#### ASSIGNMENT:
Send back the records in full, character for character.

#### DATA FOR THIS TASK:
==================================================
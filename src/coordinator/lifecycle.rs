// Copyright (c) 2025-2026 Adrian Robinson. Licensed under the AGPL-3.0.
// See LICENSE file in the project root for full license text.

//! Engine lifecycle: connect, run loop, shutdown.

use std::sync::Arc;
use std::time::Duration;

use tokio::sync::watch;
use tokio::time::{interval_at, Instant, Interval, MissedTickBehavior};
use tracing::{debug, info, warn};

use crate::config::SyncConfig;
use crate::connectivity::HttpProbe;
use crate::drain::DrainTrigger;
use crate::remote::HttpEndpoint;
use crate::storage::memory::InMemoryStore;
use crate::storage::sql::SqliteStore;
use crate::storage::traits::DurableStore;

use super::{EngineState, SyncEngine, SyncError};

/// `None` when the period is zero (disabled).
fn ticker(secs: u64) -> Option<Interval> {
    if secs == 0 {
        return None;
    }
    let period = Duration::from_secs(secs);
    let mut interval = interval_at(Instant::now() + period, period);
    interval.set_missed_tick_behavior(MissedTickBehavior::Delay);
    Some(interval)
}

async fn tick(interval: &mut Option<Interval>) {
    match interval {
        Some(interval) => {
            interval.tick().await;
        }
        None => std::future::pending::<()>().await,
    }
}

impl SyncEngine {
    /// Build a production engine from configuration alone.
    ///
    /// Opens the SQLite store at `store_url` (in-memory when unset, which
    /// loses pending mutations on restart) and talks HTTP to `remote_base_url`.
    #[tracing::instrument(skip(config, config_rx))]
    pub async fn connect(
        config: SyncConfig,
        config_rx: Option<watch::Receiver<SyncConfig>>,
    ) -> Result<Self, SyncError> {
        let store: Arc<dyn DurableStore> = match config.store_url {
            Some(ref url) => {
                info!(url = %url, "Opening durable store");
                Arc::new(SqliteStore::connect(url).await?)
            }
            None => {
                warn!("No store_url configured, pending mutations will not survive a restart");
                Arc::new(InMemoryStore::new())
            }
        };

        let base_url = config
            .remote_base_url
            .clone()
            .ok_or_else(|| SyncError::Config("remote_base_url is required".into()))?;
        let mut endpoint = HttpEndpoint::new(base_url.clone(), config.request_timeout())?;
        if let Some(ref token) = config.api_token {
            endpoint = endpoint.with_api_token(token.clone());
        }

        let mut builder = SyncEngine::builder(config.clone())
            .store(store)
            .endpoint(Arc::new(endpoint));
        if config.probe_interval_secs > 0 {
            builder = builder.probe(Arc::new(HttpProbe::new(base_url, config.request_timeout())));
        }
        if let Some(rx) = config_rx {
            builder = builder.config_updates(rx);
        }
        builder.build()
    }

    fn spawn_drain(&self, trigger: DrainTrigger) {
        let scheduler = self.scheduler.clone();
        let handle = tokio::spawn(async move {
            scheduler.drain_all(trigger).await;
        });

        let mut drains = self.drains.lock();
        drains.retain(|h| !h.is_finished());
        drains.push(handle);
    }

    async fn has_pending(&self) -> bool {
        match self.queue.pending_total().await {
            Ok(count) => count > 0,
            Err(e) => {
                warn!(error = %e, "Could not count pending entries");
                false
            }
        }
    }

    /// Run the main event loop until [`shutdown()`](Self::shutdown).
    ///
    /// - online transition (or repeated online signal) → drain every queue
    /// - retry tick while online with pending entries → periodic drain
    /// - probe tick → feed the connectivity observer
    /// - config update → applied to every component
    #[tracing::instrument(skip(self))]
    pub async fn run(&self) {
        if self.state() == EngineState::ShuttingDown {
            return;
        }
        let _ = self.state.send(EngineState::Running);
        info!("Sync engine running");

        let mut shutdown_rx = self.shutdown_tx.subscribe();
        if *shutdown_rx.borrow_and_update() {
            return;
        }
        let mut online_rx = self.connectivity.watch();
        online_rx.borrow_and_update();

        let (drain_secs, probe_secs) = {
            let config = self.config.read();
            (config.drain_interval_secs, config.probe_interval_secs)
        };
        let mut drain_tick = ticker(drain_secs);
        let mut probe_tick = if self.probe.is_some() { ticker(probe_secs) } else { None };

        // Whatever survived the last session goes out first
        if self.connectivity.current() && self.has_pending().await {
            self.spawn_drain(DrainTrigger::Reconnected);
        }

        let mut config_rx = self.config_rx.lock().await;

        loop {
            tokio::select! {
                _ = shutdown_rx.changed() => break,

                Ok(()) = async {
                    match config_rx.as_mut() {
                        Some(rx) => rx.changed().await,
                        None => std::future::pending().await,
                    }
                } => {
                    let Some(rx) = config_rx.as_mut() else { continue };
                    let new_config = rx.borrow_and_update().clone();
                    info!(
                        drain_interval_secs = new_config.drain_interval_secs,
                        probe_interval_secs = new_config.probe_interval_secs,
                        "Config updated"
                    );
                    if new_config.drain_interval_secs != period_secs(&drain_tick) {
                        drain_tick = ticker(new_config.drain_interval_secs);
                    }
                    if self.probe.is_some() && new_config.probe_interval_secs != period_secs(&probe_tick) {
                        probe_tick = ticker(new_config.probe_interval_secs);
                    }
                    self.apply_config(new_config);
                }

                Ok(()) = online_rx.changed() => {
                    let online = *online_rx.borrow_and_update();
                    if online {
                        debug!("Online signal, draining");
                        self.spawn_drain(DrainTrigger::Reconnected);
                    }
                }

                _ = tick(&mut drain_tick) => {
                    if self.connectivity.current() && self.has_pending().await {
                        self.spawn_drain(DrainTrigger::Periodic);
                    }
                }

                _ = tick(&mut probe_tick) => {
                    if let Some(ref probe) = self.probe {
                        let ok = probe.probe().await;
                        self.connectivity.record_probe(ok);
                    }
                }
            }
        }

        info!("Sync engine run loop stopped");
    }

    /// Cancel drains, stop the run loop and wait for in-flight calls to finish.
    ///
    /// Nothing is lost: entries not yet replayed stay in the durable queue.
    #[tracing::instrument(skip(self))]
    pub async fn shutdown(&self) {
        info!("Initiating sync engine shutdown...");
        let _ = self.state.send(EngineState::ShuttingDown);
        self.scheduler.cancel();
        let _ = self.shutdown_tx.send(true);

        let drains: Vec<_> = std::mem::take(&mut *self.drains.lock());
        for handle in drains {
            if let Err(e) = handle.await {
                warn!(error = %e, "Drain task ended abnormally");
            }
        }
        info!("Sync engine shutdown complete");
    }
}

fn period_secs(interval: &Option<Interval>) -> u64 {
    interval.as_ref().map_or(0, |i| i.period().as_secs())
}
==================================================
#### COMPLETED TASK:
filename src/coordinator/lifecycle.rs
// Copyright (c) 2025-2026 Adrian Robinson. Licensed under the AGPL-3.0.
// See LICENSE file in the project root for full license text.

//! Engine lifecycle: connect, run loop, shutdown.

use std::sync::Arc;
use std::time::Duration;

use tokio::sync::watch;
use tokio::time::{interval_at, Instant, Interval, MissedTickBehavior};
use tracing::{debug, info, warn};

use crate::config::SyncConfig;
use crate::connectivity::HttpProbe;
use crate::drain::DrainTrigger;
use crate::remote::HttpEndpoint;
use crate::storage::memory::InMemoryStore;
use crate::storage::sql::SqliteStore;
use crate::storage::traits::DurableStore;

use super::{EngineState, SyncEngine, SyncError};

/// `None` when the period is zero (disabled).
fn ticker(secs: u64) -> Option<Interval> {
    if secs == 0 {
        return None;
    }
    let period = Duration::from_secs(secs);
    let mut interval = interval_at(Instant::now() + period, period);
    interval.set_missed_tick_behavior(MissedTickBehavior::Delay);
    Some(interval)
}

async fn tick(interval: &mut Option<Interval>) {
    match interval {
        Some(interval) => {
            interval.tick().await;
        }
        None => std::future::pending::<()>().await,
    }
}

impl SyncEngine {
    /// Build a production engine from configuration alone.
    ///
    /// Opens the SQLite store at `store_url` (in-memory when unset, which
    /// loses pending mutations on restart) and talks HTTP to `remote_base_url`.
    #[tracing::instrument(skip(config, config_rx))]
    pub async fn connect(
        config: SyncConfig,
        config_rx: Option<watch::Receiver<SyncConfig>>,
    ) -> Result<Self, SyncError> {
        let store: Arc<dyn DurableStore> = match config.store_url {
            Some(ref url) => {
                info!(url = %url, "Opening durable store");
                Arc::new(SqliteStore::connect(url).await?)
            }
            None => {
                warn!("No store_url configured, pending mutations will not survive a restart");
                Arc::new(InMemoryStore::new())
            }
        };

        let base_url = config
            .remote_base_url
            .clone()
            .ok_or_else(|| SyncError::Config("remote_base_url is required".into()))?;
        let mut endpoint = HttpEndpoint::new(base_url.clone(), config.request_timeout())?;
        if let Some(ref token) = config.api_token {
            endpoint = endpoint.with_api_token(token.clone());
        }

        let mut builder = SyncEngine::builder(config.clone())
            .store(store)
            .endpoint(Arc::new(endpoint));
        if config.probe_interval_secs > 0 {
            builder = builder.probe(Arc::new(HttpProbe::new(base_url, config.request_timeout())));
        }
        if let Some(rx) = config_rx {
            builder = builder.config_updates(rx);
        }
        builder.build()
    }

    fn spawn_drain(&self, trigger: DrainTrigger) {
        let scheduler = self.scheduler.clone();
        let handle = tokio::spawn(async move {
            scheduler.drain_all(trigger).await;
        });

        let mut drains = self.drains.lock();
        drains.retain(|h| !h.is_finished());
        drains.push(handle);
    }

    async fn has_pending(&self) -> bool {
        match self.queue.pending_total().await {
            Ok(count) => count > 0,
            Err(e) => {
                warn!(error = %e, "Could not count pending entries");
                false
            }
        }
    }

    /// Run the main event loop until [`shutdown()`](Self::shutdown).
    ///
    /// - online transition (or repeated online signal) → drain every queue
    /// - retry tick while online with pending entries → periodic drain
    /// - probe tick → feed the connectivity observer
    /// - config update → applied to every component
    #[tracing::instrument(skip(self))]
    pub async fn run(&self) {
        if self.state() == EngineState::ShuttingDown {
            return;
        }
        let _ = self.state.send(EngineState::Running);
        info!("Sync engine running");

        let mut shutdown_rx = self.shutdown_tx.subscribe();
        if *shutdown_rx.borrow_and_update() {
            return;
        }
        let mut online_rx = self.connectivity.watch();
        online_rx.borrow_and_update();

        let (drain_secs, probe_secs) = {
            let config = self.config.read();
            (config.drain_interval_secs, config.probe_interval_secs)
        };
        let mut drain_tick = ticker(drain_secs);
        let mut probe_tick = if self.probe.is_some() { ticker(probe_secs) } else { None };

        // Whatever survived the last session goes out first
        if self.connectivity.current() && self.has_pending().await {
            self.spawn_drain(DrainTrigger::Reconnected);
        }

        let mut config_rx = self.config_rx.lock().await;

        loop {
            tokio::select! {
                _ = shutdown_rx.changed() => break,

                Ok(()) = async {
                    match config_rx.as_mut() {
                        Some(rx) => rx.changed().await,
                        None => std::future::pending().await,
                    }
                } => {
                    let Some(rx) = config_rx.as_mut() else { continue };
                    let new_config = rx.borrow_and_update().clone();
                    info!(
                        drain_interval_secs = new_config.drain_interval_secs,
                        probe_interval_secs = new_config.probe_interval_secs,
                        "Config updated"
                    );
                    if new_config.drain_interval_secs != period_secs(&drain_tick) {
                        drain_tick = ticker(new_config.drain_interval_secs);
                    }
                    if self.probe.is_some() && new_config.probe_interval_secs != period_secs(&probe_tick) {
                        probe_tick = ticker(new_config.probe_interval_secs);
                    }
                    self.apply_config(new_config);
                }

                Ok(()) = online_rx.changed() => {
                    let online = *online_rx.borrow_and_update();
                    if online {
                        debug!("Online signal, draining");
                        self.spawn_drain(DrainTrigger::Reconnected);
                    }
                }

                _ = tick(&mut drain_tick) => {
                    if self.connectivity.current() && self.has_pending().await {
                        self.spawn_drain(DrainTrigger::Periodic);
                    }
                }

                _ = tick(&mut probe_tick) => {
                    if let Some(ref probe) = self.probe {
                        let ok = probe.probe().await;
                        self.connectivity.record_probe(ok);
                    }
                }
            }
        }

        info!("Sync engine run loop stopped");
    }

    /// Cancel drains, stop the run loop and wait for in-flight calls to finish.
    ///
    /// Nothing is lost: entries not yet replayed stay in the durable queue.
    #[tracing::instrument(skip(self))]
    pub async fn shutdown(&self) {
        info!("Initiating sync engine shutdown...");
        let _ = self.state.send(EngineState::ShuttingDown);
        self.scheduler.cancel();
        let _ = self.shutdown_tx.send(true);

        let drains: Vec<_> = std::mem::take(&mut *self.drains.lock());
        for handle in drains {
            if let Err(e) = handle.await {
                warn!(error = %e, "Drain task ended abnormally");
            }
        }
        info!("Sync engine shutdown complete");
    }
}

fn period_secs(interval: &Option<Interval>) -> u64 {
    interval.as_ref().map_or(0, |i| i.period().as_secs())
}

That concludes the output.